* _Task prompt_:
Extract the complete listing and output it unchanged.

* _Information_:
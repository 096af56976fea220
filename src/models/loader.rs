//! Model artifact and feature schema loading.
//!
//! The artifact is the JSON serialization the training framework writes
//! for tree boosters: a `learner` object carrying the objective, the
//! string-encoded learner parameters, and the per-tree node arrays. Both
//! the output convention and the class layout are resolved here, once,
//! from the objective name.

use crate::encoder::FeatureSchema;
use crate::error::{PipelineError, Result};
use crate::models::ensemble::{Tree, TreeEnsemble};
use crate::models::explainer::ClassOutput;
use crate::models::inference::{logit, OutputTransform};
use serde::Deserialize;
use std::path::Path;
use tracing::info;

#[derive(Deserialize)]
struct ModelFile {
    learner: Learner,
}

#[derive(Deserialize)]
struct Learner {
    gradient_booster: GradientBooster,
    learner_model_param: LearnerModelParam,
    objective: Objective,
}

#[derive(Deserialize)]
struct GradientBooster {
    model: BoosterModel,
}

#[derive(Deserialize)]
struct BoosterModel {
    trees: Vec<Tree>,
}

#[derive(Deserialize)]
struct LearnerModelParam {
    // stored as strings in the artifact
    base_score: String,
    num_feature: String,
}

#[derive(Deserialize)]
struct Objective {
    name: String,
}

/// Everything resolved from one model artifact.
#[derive(Debug)]
pub struct LoadedModel {
    pub ensemble: TreeEnsemble,
    pub output: OutputTransform,
    pub class_output: ClassOutput,
    pub objective: String,
}

/// Loader for model artifacts and feature schemas.
pub struct ModelLoader;

impl ModelLoader {
    /// Load a model artifact from a file.
    pub fn load_model<P: AsRef<Path>>(path: P) -> Result<LoadedModel> {
        let path = path.as_ref();
        info!(path = %path.display(), "Loading model artifact");
        let json = std::fs::read_to_string(path)?;
        Self::load_model_json(&json)
    }

    /// Load a model artifact from its JSON text.
    pub fn load_model_json(json: &str) -> Result<LoadedModel> {
        let file: ModelFile = serde_json::from_str(json)
            .map_err(|e| PipelineError::ModelLoad(format!("malformed model artifact: {e}")))?;

        let learner = file.learner;
        let objective = learner.objective.name;

        let num_features: usize = learner
            .learner_model_param
            .num_feature
            .trim()
            .parse()
            .map_err(|_| {
                PipelineError::ModelLoad(format!(
                    "invalid num_feature `{}`",
                    learner.learner_model_param.num_feature
                ))
            })?;
        let base_score: f64 = learner
            .learner_model_param
            .base_score
            .trim()
            .parse()
            .map_err(|_| {
                PipelineError::ModelLoad(format!(
                    "invalid base_score `{}`",
                    learner.learner_model_param.base_score
                ))
            })?;

        let (output, class_output) = match objective.as_str() {
            "binary:logistic" | "binary:logitraw" | "reg:logistic" => {
                (OutputTransform::Margin, ClassOutput::PerClass)
            }
            "reg:squarederror" | "reg:absoluteerror" => {
                (OutputTransform::Probability, ClassOutput::Single)
            }
            other => {
                return Err(PipelineError::ModelLoad(format!(
                    "unsupported objective `{other}`"
                )))
            }
        };

        // For margin objectives the stored base_score is a probability;
        // fold it into the margin as its log-odds.
        let base_margin = match output {
            OutputTransform::Margin => {
                if !(base_score > 0.0 && base_score < 1.0) {
                    return Err(PipelineError::ModelLoad(format!(
                        "base_score {base_score} outside (0, 1) for objective `{objective}`"
                    )));
                }
                logit(base_score)
            }
            OutputTransform::Probability => base_score,
        };

        let ensemble = TreeEnsemble::new(learner.gradient_booster.model.trees, num_features, base_margin)?;

        info!(
            objective = %objective,
            trees = ensemble.num_trees(),
            features = ensemble.num_features(),
            output = ?output,
            "Model loaded successfully"
        );

        Ok(LoadedModel {
            ensemble,
            output,
            class_output,
            objective,
        })
    }

    /// Load the ordered feature schema from a JSON array file.
    pub fn load_schema<P: AsRef<Path>>(path: P) -> Result<FeatureSchema> {
        let path = path.as_ref();
        info!(path = %path.display(), "Loading feature schema");
        let json = std::fs::read_to_string(path)?;
        let names: Vec<String> = serde_json::from_str(&json)
            .map_err(|e| PipelineError::SchemaMismatch(format!("malformed schema file: {e}")))?;
        let schema = FeatureSchema::new(names)?;
        info!(features = schema.len(), "Feature schema loaded");
        Ok(schema)
    }
}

* _Exercise output_:
repository 096af56976fea220
filename src/models/loader.rs
//! Model artifact and feature schema loading.
//!
//! The artifact is the JSON serialization the training framework writes
//! for tree boosters: a `learner` object carrying the objective, the
//! string-encoded learner parameters, and the per-tree node arrays. Both
//! the output convention and the class layout are resolved here, once,
//! from the objective name.

use crate::encoder::FeatureSchema;
use crate::error::{PipelineError, Result};
use crate::models::ensemble::{Tree, TreeEnsemble};
use crate::models::explainer::ClassOutput;
use crate::models::inference::{logit, OutputTransform};
use serde::Deserialize;
use std::path::Path;
use tracing::info;

#[derive(Deserialize)]
struct ModelFile {
    learner: Learner,
}

#[derive(Deserialize)]
struct Learner {
    gradient_booster: GradientBooster,
    learner_model_param: LearnerModelParam,
    objective: Objective,
}

#[derive(Deserialize)]
struct GradientBooster {
    model: BoosterModel,
}

#[derive(Deserialize)]
struct BoosterModel {
    trees: Vec<Tree>,
}

#[derive(Deserialize)]
struct LearnerModelParam {
    // stored as strings in the artifact
    base_score: String,
    num_feature: String,
}

#[derive(Deserialize)]
struct Objective {
    name: String,
}

/// Everything resolved from one model artifact.
#[derive(Debug)]
pub struct LoadedModel {
    pub ensemble: TreeEnsemble,
    pub output: OutputTransform,
    pub class_output: ClassOutput,
    pub objective: String,
}

/// Loader for model artifacts and feature schemas.
pub struct ModelLoader;

impl ModelLoader {
    /// Load a model artifact from a file.
    pub fn load_model<P: AsRef<Path>>(path: P) -> Result<LoadedModel> {
        let path = path.as_ref();
        info!(path = %path.display(), "Loading model artifact");
        let json = std::fs::read_to_string(path)?;
        Self::load_model_json(&json)
    }

    /// Load a model artifact from its JSON text.
    pub fn load_model_json(json: &str) -> Result<LoadedModel> {
        let file: ModelFile = serde_json::from_str(json)
            .map_err(|e| PipelineError::ModelLoad(format!("malformed model artifact: {e}")))?;

        let learner = file.learner;
        let objective = learner.objective.name;

        let num_features: usize = learner
            .learner_model_param
            .num_feature
            .trim()
            .parse()
            .map_err(|_| {
                PipelineError::ModelLoad(format!(
                    "invalid num_feature `{}`",
                    learner.learner_model_param.num_feature
                ))
            })?;
        let base_score: f64 = learner
            .learner_model_param
            .base_score
            .trim()
            .parse()
            .map_err(|_| {
                PipelineError::ModelLoad(format!(
                    "invalid base_score `{}`",
                    learner.learner_model_param.base_score
                ))
            })?;

        let (output, class_output) = match objective.as_str() {
            "binary:logistic" | "binary:logitraw" | "reg:logistic" => {
                (OutputTransform::Margin, ClassOutput::PerClass)
            }
            "reg:squarederror" | "reg:absoluteerror" => {
                (OutputTransform::Probability, ClassOutput::Single)
            }
            other => {
                return Err(PipelineError::ModelLoad(format!(
                    "unsupported objective `{other}`"
                )))
            }
        };

        // For margin objectives the stored base_score is a probability;
        // fold it into the margin as its log-odds.
        let base_margin = match output {
            OutputTransform::Margin => {
                if !(base_score > 0.0 && base_score < 1.0) {
                    return Err(PipelineError::ModelLoad(format!(
                        "base_score {base_score} outside (0, 1) for objective `{objective}`"
                    )));
                }
                logit(base_score)
            }
            OutputTransform::Probability => base_score,
        };

        let ensemble = TreeEnsemble::new(learner.gradient_booster.model.trees, num_features, base_margin)?;

        info!(
            objective = %objective,
            trees = ensemble.num_trees(),
            features = ensemble.num_features(),
            output = ?output,
            "Model loaded successfully"
        );

        Ok(LoadedModel {
            ensemble,
            output,
            class_output,
            objective,
        })
    }

    /// Load the ordered feature schema from a JSON array file.
    pub fn load_schema<P: AsRef<Path>>(path: P) -> Result<FeatureSchema> {
        let path = path.as_ref();
        info!(path = %path.display(), "Loading feature schema");
        let json = std::fs::read_to_string(path)?;
        let names: Vec<String> = serde_json::from_str(&json)
            .map_err(|e| PipelineError::SchemaMismatch(format!("malformed schema file: {e}")))?;
        let schema = FeatureSchema::new(names)?;
        info!(features = schema.len(), "Feature schema loaded");
        Ok(schema)
    }
}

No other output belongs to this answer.